Kurram (Urdu: کرم Kurram; Pashto: كرمه Kurma or Kwarma; Sanskrit: क्रुमू Krumu) Tribal Agency is located in the Federally Administered Tribal Areas (FATA) of Pakistan. Geographically, it covers the Kurram Valley (Urdu: وادی کُرم) region which is a valley in the northwestern part of Pakistan, neighboring Afghanistan. Most of the population is Pashtun and the main religion is Islam. Major tribes living in Kurram Agency are Turi, Bangash, Orakzai, Zazai, Mangal, Ghilzai and Para Tsamkani.
Until the year 2000, when the old divisions were abolished, the Kurram District used to be part of the Peshawar Division of the North-West Frontier Province of Pakistan.
The name Kurram comes from the river Kurram (क्रुमू or Krumu in Rgvedic Sanskrit), which flows along the valley. In the north it is surrounded by snow-covered or "white" mountains, the Safed Koh, locally known in Pashto as Speen Ghar, which also forms the natural border with Afghanistan.

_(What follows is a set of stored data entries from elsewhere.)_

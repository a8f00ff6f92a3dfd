//! YotoCLI Core Library
//!
//! This crate provides the engine behind the `yoto` command-line tool:
//! - Resolving cards, chapters and players from loose user queries
//! - Editing playlists while keeping keys, labels and totals consistent
//! - Uploading audio through the remote transcoder, one file or a batch
//! - Device-code login and token refresh
//! - Player control (play, stop, pause, volume)

pub mod auth;
pub mod batch;
pub mod client;
pub mod clock;
pub mod config;
pub mod error;
pub mod gateway;
pub mod library;
pub mod model;
pub mod playlist;
pub mod processing;
pub mod resolver;
pub mod upload;

// In-memory doubles for tests (only available with the test-utils feature)
#[cfg(any(test, feature = "test-utils"))]
pub mod test_support;

pub use auth::DeviceAuthFlow;
pub use batch::{BATCH_CONCURRENCY, BatchIngestor};
pub use client::HttpGateway;
pub use config::{AppConfig, ConfigManager};
pub use error::{EntityKind, Error, Result};
pub use gateway::LibraryGateway;
pub use library::{EditRequest, Library};
pub use model::{Card, Chapter, Device, DeviceStatus, Track};
pub use processing::{FfmpegNormalizer, YtDlpDownloader};
pub use upload::{PipelineStage, Progress, UploadPipeline};
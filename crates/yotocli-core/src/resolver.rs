//! Entity resolution for loose user queries.
//!
//! A query is matched against a list in three ranked passes:
//!
//! 1. **Position**: the query parses as an integer `n` with `1 <= n <= len`.
//! 2. **Id**: exact equality with the canonical identifier.
//! 3. **Title**: case-insensitive substring of the title, in list order.
//!
//! The ranking produces every candidate; the `resolve_*` functions then apply
//! the first-candidate policy. Numeric-looking titles are therefore always
//! read as positions first: a playlist literally named `"3"` is only reachable
//! by title when there are fewer than three playlists.

use tracing::debug;

use crate::error::{EntityKind, Error, Result};
use crate::model::{Card, Chapter, Device};

/// Which rule produced a candidate.
#[derive(Debug, Clone, Copy, PartialEq, Eq, PartialOrd, Ord)]
pub enum MatchRule {
    /// 1-based position in the list.
    Position,
    /// Exact identifier match.
    Id,
    /// Case-insensitive title substring.
    Title,
}

/// A ranked resolution candidate.
#[derive(Debug, Clone, Copy, PartialEq, Eq)]
pub struct Candidate {
    /// 0-based index into the searched list.
    pub index: usize,
    /// Rule that matched.
    pub rule: MatchRule,
}

/// Parse a 1-based position and check it against `count`.
fn parse_position(query: &str, count: usize) -> Option<usize> {
    let n: i64 = query.trim().parse().ok()?;
    let n = usize::try_from(n).ok()?;
    (1..=count).contains(&n).then_some(n - 1)
}

fn rank<T>(
    items: &[T],
    query: &str,
    id: impl Fn(&T) -> &str,
    title: impl Fn(&T) -> &str,
) -> Vec<Candidate> {
    let mut candidates = Vec::new();

    if let Some(index) = parse_position(query, items.len()) {
        candidates.push(Candidate {
            index,
            rule: MatchRule::Position,
        });
    }

    candidates.extend(
        items
            .iter()
            .enumerate()
            .filter(|(_, item)| !id(item).is_empty() && id(item) == query)
            .map(|(index, _)| Candidate {
                index,
                rule: MatchRule::Id,
            }),
    );

    let needle = query.to_lowercase();
    candidates.extend(
        items
            .iter()
            .enumerate()
            .filter(|(_, item)| title(item).to_lowercase().contains(&needle))
            .map(|(index, _)| Candidate {
                index,
                rule: MatchRule::Title,
            }),
    );

    candidates
}

/// Every card matching `query`, best first.
#[must_use]
pub fn rank_cards(cards: &[Card], query: &str) -> Vec<Candidate> {
    rank(cards, query, |c| c.card_id.as_str(), |c| c.title.as_str())
}

/// Every chapter of `card` matching `query`, best first.
///
/// The chapter key serves as the identifier.
#[must_use]
pub fn rank_chapters(card: &Card, query: &str) -> Vec<Candidate> {
    rank(
        card.chapters(),
        query,
        |c| c.key.as_str(),
        |c| c.title.as_str(),
    )
}

/// Resolve a card by position, ID or title.
pub fn resolve_card<'a>(cards: &'a [Card], query: &str) -> Result<&'a Card> {
    let best = rank_cards(cards, query)
        .into_iter()
        .next()
        .ok_or_else(|| Error::not_found(EntityKind::Card, query))?;
    debug!(query, index = best.index, rule = ?best.rule, "Resolved card");
    Ok(&cards[best.index])
}

/// Resolve a chapter inside `card`, returning its 0-based index.
pub fn resolve_chapter<'a>(card: &'a Card, query: &str) -> Result<(usize, &'a Chapter)> {
    let best = rank_chapters(card, query)
        .into_iter()
        .next()
        .ok_or_else(|| Error::not_found(EntityKind::Chapter, query))?;
    debug!(query, index = best.index, rule = ?best.rule, "Resolved chapter");
    Ok((best.index, &card.chapters()[best.index]))
}

/// Pick a device by name substring, or the first device when no query is given.
pub fn resolve_device<'a>(devices: &'a [Device], query: Option<&str>) -> Result<&'a Device> {
    match query {
        None => devices
            .first()
            .ok_or_else(|| Error::not_found(EntityKind::Device, "(any)")),
        Some(query) => {
            let needle = query.to_lowercase();
            devices
                .iter()
                .find(|d| d.name.to_lowercase().contains(&needle))
                .ok_or_else(|| Error::not_found(EntityKind::Device, query))
        }
    }
}

/// A `Playlist[/Track]` query split into its two segments.
#[derive(Debug, Clone, PartialEq, Eq)]
pub struct LibraryPath {
    /// Card segment.
    pub card: String,
    /// Chapter (or position) segment, if present and non-empty.
    pub chapter: Option<String>,
}

impl LibraryPath {
    /// Split at the first `/`. An empty trailing segment counts as absent.
    #[must_use]
    pub fn parse(query: &str) -> Self {
        match query.split_once('/') {
            Some((card, chapter)) => Self {
                card: card.to_string(),
                chapter: (!chapter.is_empty()).then(|| chapter.to_string()),
            },
            None => Self {
                card: query.to_string(),
                chapter: None,
            },
        }
    }

    /// The chapter segment read as a 1-based position, if it is numeric.
    #[must_use]
    pub fn position(&self) -> Option<i64> {
        self.chapter.as_deref().and_then(|c| c.trim().parse().ok())
    }
}

#[cfg(test)]
#[allow(clippy::unwrap_used, clippy::expect_used, clippy::panic)]
mod tests {
    use super::*;
    use crate::model::Content;

    fn card(id: &str, title: &str) -> Card {
        Card {
            card_id: id.to_string(),
            title: title.to_string(),
            ..Card::default()
        }
    }

    fn library() -> Vec<Card> {
        vec![
            card("id-a", "Bedtime Stories"),
            card("id-b", "3"),
            card("id-c", "Road Trip Songs"),
        ]
    }

    #[test]
    fn test_resolve_by_position() {
        let cards = library();
        assert_eq!(resolve_card(&cards, "1").unwrap().card_id, "id-a");
        assert_eq!(resolve_card(&cards, "3").unwrap().card_id, "id-c");
    }

    #[test]
    fn test_numeric_title_loses_to_position() {
        let cards = library();
        // "3" is a valid position, so the literally titled card is not returned
        let found = resolve_card(&cards, "3").unwrap();
        assert_eq!(found.title, "Road Trip Songs");

        let ranked = rank_cards(&cards, "3");
        assert_eq!(ranked[0].rule, MatchRule::Position);
        assert!(
            ranked
                .iter()
                .any(|c| c.rule == MatchRule::Title && c.index == 1)
        );
    }

    #[test]
    fn test_numeric_title_reachable_when_out_of_range() {
        let cards = vec![card("id-a", "Alpha"), card("id-b", "7")];
        assert_eq!(resolve_card(&cards, "7").unwrap().card_id, "id-b");
    }

    #[test]
    fn test_resolve_by_id() {
        let cards = library();
        assert_eq!(resolve_card(&cards, "id-c").unwrap().title, "Road Trip Songs");
    }

    #[test]
    fn test_resolve_by_title_case_insensitive_first_hit() {
        let cards = vec![
            card("1", "Morning Songs"),
            card("2", "Evening SONGS"),
        ];
        assert_eq!(resolve_card(&cards, "songs").unwrap().card_id, "1");
        assert_eq!(resolve_card(&cards, "evening").unwrap().card_id, "2");
    }

    #[test]
    fn test_resolve_not_found() {
        let cards = library();
        let err = resolve_card(&cards, "nothing like this").unwrap_err();
        assert!(matches!(
            err,
            Error::NotFound {
                kind: EntityKind::Card,
                ..
            }
        ));
        assert!(resolve_card(&cards, "0").is_err());
        assert!(resolve_card(&cards, "-1").is_err());
    }

    #[test]
    fn test_resolve_chapter() {
        let mut c = card("x", "Playlist");
        c.content = Some(Content {
            chapters: vec![
                Chapter {
                    key: "01".to_string(),
                    title: "Intro".to_string(),
                    ..Chapter::default()
                },
                Chapter {
                    key: "02".to_string(),
                    title: "The Gruffalo".to_string(),
                    ..Chapter::default()
                },
            ],
        });

        let (index, chapter) = resolve_chapter(&c, "2").unwrap();
        assert_eq!(index, 1);
        assert_eq!(chapter.title, "The Gruffalo");

        let (index, _) = resolve_chapter(&c, "gruff").unwrap();
        assert_eq!(index, 1);

        assert!(resolve_chapter(&c, "5").is_err());
        assert!(resolve_chapter(&card("y", "Empty"), "1").is_err());
    }

    #[test]
    fn test_resolve_device() {
        let devices = vec![
            Device {
                id: "d1".to_string(),
                name: "Kitchen Player".to_string(),
                ..Device::default()
            },
            Device {
                id: "d2".to_string(),
                name: "Bedroom Mini".to_string(),
                ..Device::default()
            },
        ];
        assert_eq!(resolve_device(&devices, None).unwrap().id, "d1");
        assert_eq!(resolve_device(&devices, Some("bedroom")).unwrap().id, "d2");
        assert!(resolve_device(&devices, Some("garage")).is_err());
        assert!(resolve_device(&[], None).is_err());
    }

    #[test]
    fn test_library_path_parse() {
        let path = LibraryPath::parse("Bedtime/2");
        assert_eq!(path.card, "Bedtime");
        assert_eq!(path.chapter.as_deref(), Some("2"));
        assert_eq!(path.position(), Some(2));

        let path = LibraryPath::parse("Favorites/");
        assert_eq!(path.card, "Favorites");
        assert!(path.chapter.is_none());

        let path = LibraryPath::parse("Bedtime");
        assert!(path.chapter.is_none());
        assert!(path.position().is_none());
    }
}
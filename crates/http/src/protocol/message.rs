use bytes::Bytes;

/// One frame produced by the request decoder: first the head, then payload items.
#[derive(Debug)]
pub enum Message<T> {
    Header(T),
    Payload(PayloadItem),
}

/// A slice of decoded request body, or the end marker.
///
/// For chunked requests the framing has already been stripped, so a `Chunk`
/// only ever carries application bytes.
#[derive(Debug, Clone, PartialEq, Eq)]
pub enum PayloadItem {
    Chunk(Bytes),
    Eof,
}

/// How the request declared its body.
#[derive(Debug, Copy, Clone, PartialEq, Eq)]
pub enum PayloadSize {
    /// `Content-Length: n`
    Length(u64),
    /// `Transfer-Encoding: chunked`; the length is only known after decoding
    Chunked,
    /// No body, or a declared length of zero
    Empty,
}

impl PayloadSize {
    pub fn new_length(length: u64) -> Self {
        if length == 0 { PayloadSize::Empty } else { PayloadSize::Length(length) }
    }

    #[inline]
    pub fn is_chunked(&self) -> bool {
        matches!(self, PayloadSize::Chunked)
    }

    #[inline]
    pub fn is_empty(&self) -> bool {
        matches!(self, PayloadSize::Empty)
    }

    /// The declared length, if the request declared one up front.
    pub fn declared_length(&self) -> Option<u64> {
        match self {
            PayloadSize::Length(n) => Some(*n),
            PayloadSize::Chunked | PayloadSize::Empty => None,
        }
    }
}

impl<T> Message<T> {
    #[inline]
    pub fn is_payload(&self) -> bool {
        matches!(self, Message::Payload(_))
    }

    #[inline]
    pub fn is_header(&self) -> bool {
        matches!(self, Message::Header(_))
    }

    pub fn into_payload_item(self) -> Option<PayloadItem> {
        match self {
            Message::Header(_) => None,
            Message::Payload(payload_item) => Some(payload_item),
        }
    }
}

impl PayloadItem {
    #[inline]
    pub fn is_eof(&self) -> bool {
        matches!(self, PayloadItem::Eof)
    }

    #[inline]
    pub fn is_chunk(&self) -> bool {
        matches!(self, PayloadItem::Chunk(_))
    }

    pub fn as_bytes(&self) -> Option<&Bytes> {
        match self {
            PayloadItem::Chunk(bytes) => Some(bytes),
            PayloadItem::Eof => None,
        }
    }

    pub fn into_bytes(self) -> Option<Bytes> {
        match self {
            PayloadItem::Chunk(bytes) => Some(bytes),
            PayloadItem::Eof => None,
        }
    }
}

In Lower Kurram Agency, Alizai is a scenic place where tribes such as the [TURI tribe] and Alizai have natural richness depended upon hills and mountain with ever green forests and fields for growing crops like rice and wheat etc. The Kurram River drains the southern flanks of the Safed Koh mountain range, and enters the Indus plains north of Bannu. It flows west to east and crosses the Paktia Province Afghan-Pakistan border at Coordinates: 33°49′N 69°58′E about 80 km southwest of Jalalabad, and joins the Indus near Isa Khel after a course of more than 320 km (200 mi). The district has an area of 3,310 km2 (1,280 sq mi); the population according to the 1998 census was 448,310. It lies between the Miranzai Valley. It is inhabited by the Bangash and Mangal tribes.